The book is just full of these laugh out loud moments.
However, despite how incredibly funny this book is, it also really highlights the problems the NHS face.From the jaw-dropping, shambolic pay of junior doctors (there was a reference to Kay at one point earning less than a MacDonald’s supervisor.. yet these individuals are trusted with our lives? To provide life saving care when we are at our most vulnerable moments). There is also the question of the amount of hours these people are expected to work… I do not know how these people actually end up functioning enough to make a cup of coffee let alone perform surgery.
It’s just crazy …
This also brought other things home; Kay was running a clinic, overrunning by hours, as a patient, we just think about ourselves sat waiting in the waiting room (totally guilty myself, I am a very unpatient patient), but what we also fail to think about, is that these doctors still have to see EVERYBODY there, and will stay there until they finished, no matter what time their shift supposedly ended.
I can’t count the amount of times in the book that Kay missed date night, family occasions, social events etc, all in order to provide medical care.
This eventually took its toll on his relationship with his partner, describing the only positive thing– he could move into his new pad closer to the hospital – not that he got to spend any time there! Kay is completely candid in his account of what it’s really like being a doctor in the NHS, and the huge amount of responsibility put on to such a young, and inexperienced individual.
The story ultimately took a dark turn (no real spoilers here due to the heavy publicity this book received), when following complications during labour, Kay’s young patient, ended up losing a huge amount of blood, a hysterectomy and a dead baby.
It was an incredibly sad story, which I will leave for you to read the details yourself. But it changed Kay. Kay felt a huge amount of guilt and trauma (and was not offered counselling or time off to recover). This became the defining moment he decided enough was enough and hung up his stethoscope, ending his career as a doctor.

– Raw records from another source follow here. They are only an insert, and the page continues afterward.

#[cfg(test)]
mod tests {
    use super::*;
    use std::sync::atomic::{AtomicBool, AtomicUsize};
    use std::thread;
    use std::time::Duration;

    fn config(capacity: usize) -> Config {
        Config::new(capacity, 4, true)
    }

    #[test]
    fn test_ring_rejects_bad_capacity() {
        assert!(matches!(
            Ring::<u64, true, true>::new(config(100)),
            Err(QueueError::CapacityNotPowerOfTwo { capacity: 100 })
        ));
        assert!(matches!(
            Ring::<u64, true, true>::new(config(16)),
            Err(QueueError::CapacityTooSmall { .. })
        ));
    }

    #[test]
    fn test_ring_spsc_roundtrip() {
        let ring = Ring::<u64, true, true>::new(config(32)).unwrap();
        unsafe {
            for i in 0..10 {
                assert!(ring.try_enqueue(i).is_ok());
            }
            assert_eq!(ring.len(), 10);
            for i in 0..10 {
                assert_eq!(ring.try_dequeue(), Some(i));
            }
            assert_eq!(ring.try_dequeue(), None);
        }
        assert!(ring.is_empty());
    }

    #[test]
    fn test_ring_full_hands_value_back() {
        let ring = Ring::<String, true, true>::new(config(32)).unwrap();
        unsafe {
            for i in 0..32 {
                assert!(ring.try_enqueue(i.to_string()).is_ok());
            }
            assert!(ring.is_full());
            assert_eq!(ring.try_enqueue("late".to_string()), Err("late".to_string()));
        }
    }

    #[test]
    fn test_ring_tags_advance_one_lap() {
        let ring = Ring::<u64, true, true>::new(config(32)).unwrap();
        unsafe {
            for lap in 0..3u64 {
                for i in 0..32 {
                    ring.try_enqueue(lap * 32 + i).unwrap();
                }
                assert_eq!(Ring::<u64, true, true>::load_tag(ring.slot(0)), Tag::full(lap));
                for _ in 0..32 {
                    ring.try_dequeue().unwrap();
                }
                assert_eq!(Ring::<u64, true, true>::load_tag(ring.slot(0)), Tag::empty(lap + 1));
            }
        }
    }

    #[test]
    fn test_ring_mpmc_fast_and_contended_paths() {
        // Capacity 32 with max_threads 4: the fast path covers the first 28
        // values, the CAS path the rest.
        let ring = Ring::<u64, false, false>::new(config(32)).unwrap();
        unsafe {
            for i in 0..32 {
                assert!(ring.try_enqueue(i).is_ok(), "enqueue {} failed", i);
            }
            assert!(ring.try_enqueue(99).is_err());

            let mut seen = Vec::new();
            while let Some(v) = ring.try_dequeue() {
                seen.push(v);
            }
            assert_eq!(seen, (0..32).collect::<Vec<_>>());
        }
        let m = ring.metrics();
        assert_eq!(m.enqueued, 32);
        assert_eq!(m.dequeued, 32);
        assert_eq!(m.enqueue_failures, 1);
        assert_eq!(m.abandoned_claims, 0);
    }

    #[test]
    fn test_ring_abandoned_position_is_skipped_by_producer() {
        let ring = Ring::<u64, false, false>::new(config(32)).unwrap();
        unsafe {
            // Pretend 10 values are in flight so the consumer takes the
            // fetch-add path, then let it give position 0 up.
            ring.tail.store(10, Ordering::Relaxed);
            assert_eq!(ring.try_dequeue(), None);
            assert_eq!(Ring::<u64, false, false>::load_tag(ring.slot(0)), Tag::empty(1));
            assert_eq!(ring.head.load(Ordering::Relaxed), 1);

            // The producer that owned position 0 finds it abandoned.
            assert_eq!(ring.fill_claimed(0, 7), Err(7));
        }
        assert_eq!(ring.metrics().abandoned_claims, 1);
    }

    #[test]
    fn test_ring_single_producer_skips_abandoned_positions() {
        let ring = Ring::<u64, true, false>::new(config(32)).unwrap();
        unsafe {
            // A consumer claimed and abandoned position 0 ahead of the producer.
            ring.slot(0).tag.store(Tag::empty(1).bits(), Ordering::Relaxed);
            ring.head.store(1, Ordering::Relaxed);

            assert!(ring.try_enqueue(5).is_ok());
            assert_eq!(ring.tail.load(Ordering::Relaxed), 2);
            assert_eq!(ring.try_dequeue(), Some(5));
        }
    }

    #[test]
    fn test_ring_overclaimed_producer_waits_for_consumer() {
        let ring = Ring::<u64, false, true>::new(config(32)).unwrap();
        unsafe {
            for i in 0..32 {
                ring.try_enqueue(i).unwrap();
            }
        }

        // A producer that passed the room check just before the ring filled
        // up claims a position a full lap ahead of head.
        let position = ring.tail.fetch_add(1, Ordering::Relaxed);
        assert_eq!(position, 32);

        let done = AtomicBool::new(false);
        thread::scope(|s| {
            let waiter = s.spawn(|| {
                let result = ring.fill_claimed(position, 32);
                done.store(true, Ordering::Release);
                result
            });

            thread::sleep(Duration::from_millis(20));
            assert!(!done.load(Ordering::Acquire), "claim completed over a full slot");

            assert_eq!(unsafe { ring.try_dequeue() }, Some(0));
            assert_eq!(waiter.join().unwrap(), Ok(()));
        });

        let drained: Vec<u64> = std::iter::from_fn(|| unsafe { ring.try_dequeue() }).collect();
        assert_eq!(drained, (1..=32).collect::<Vec<_>>());
    }

    #[test]
    fn test_mark_busy_claims_empty_slot_once() {
        type R = Ring<u64, false, false>;

        let slot = Slot::<u64>::new();
        assert!(R::mark_busy(&slot, 0));
        assert_eq!(R::load_tag(&slot), Tag::busy(0));
        assert!(!R::mark_busy(&slot, 0));

        let abandoned = Slot::<u64>::new();
        abandoned.tag.store(Tag::empty(1).bits(), Ordering::Relaxed);
        assert!(!R::mark_busy(&abandoned, 0));
        assert_eq!(R::load_tag(&abandoned), Tag::empty(1));
    }

    #[test]
    #[should_panic(expected = "INV-TAG-01")]
    fn test_ring_corrupt_tag_panics() {
        let ring = Ring::<u64, true, true>::new(config(32)).unwrap();
        // Position 0 of lap 0 can never be Empty(1) for a single consumer.
        ring.slot(0).tag.store(Tag::empty(1).bits(), Ordering::Relaxed);
        let _ = unsafe { ring.try_dequeue() };
    }

    #[test]
    fn test_consume_up_to_single_head_update() {
        let ring = Ring::<u64, true, true>::new(config(64)).unwrap();
        unsafe {
            for i in 0..10 {
                ring.try_enqueue(i * 10).unwrap();
            }
            let mut sum = 0;
            let consumed = ring.consume_up_to(5, |v| sum += v);
            assert_eq!(consumed, 5);
            assert_eq!(sum, 10 + 20 + 30 + 40);
            assert_eq!(ring.len(), 5);

            let consumed = ring.consume_up_to(100, |_| {});
            assert_eq!(consumed, 5);
            assert!(ring.is_empty());
        }
    }

    #[test]
    fn test_drop_releases_remaining_values() {
        static DROP_COUNT: AtomicUsize = AtomicUsize::new(0);

        struct DropTracker;

        impl Drop for DropTracker {
            fn drop(&mut self) {
                DROP_COUNT.fetch_add(1, Ordering::SeqCst);
            }
        }

        DROP_COUNT.store(0, Ordering::SeqCst);
        {
            let ring = Ring::<DropTracker, false, false>::new(config(32)).unwrap();
            unsafe {
                for _ in 0..12 {
                    assert!(ring.try_enqueue(DropTracker).is_ok());
                }
                drop(ring.try_dequeue());
            }
            assert_eq!(DROP_COUNT.load(Ordering::SeqCst), 1);
        }
        assert_eq!(DROP_COUNT.load(Ordering::SeqCst), 12);
    }
}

This book is filled with many, many laughs, but also highlights the pressures put on a young person, who has an interest in medicine, to decide their fate early in their teenage years. (“Every doctor makes their career choice aged sixteen, two years before they’re legally allowed to text a photo of their own genitals”) but also shows the devastating reality of the NHS. The long hours, extremely poor pay and staff shortages – and the toll this takes on doctors and their personal lives (non existent). Kay tells his story with such openness, with the real ability to get his humour across on the pages. This book is a must read for anyone who is curious to know what it’s really like to be a doctor. Kay is just another one of the many unsung heroes we have in this world.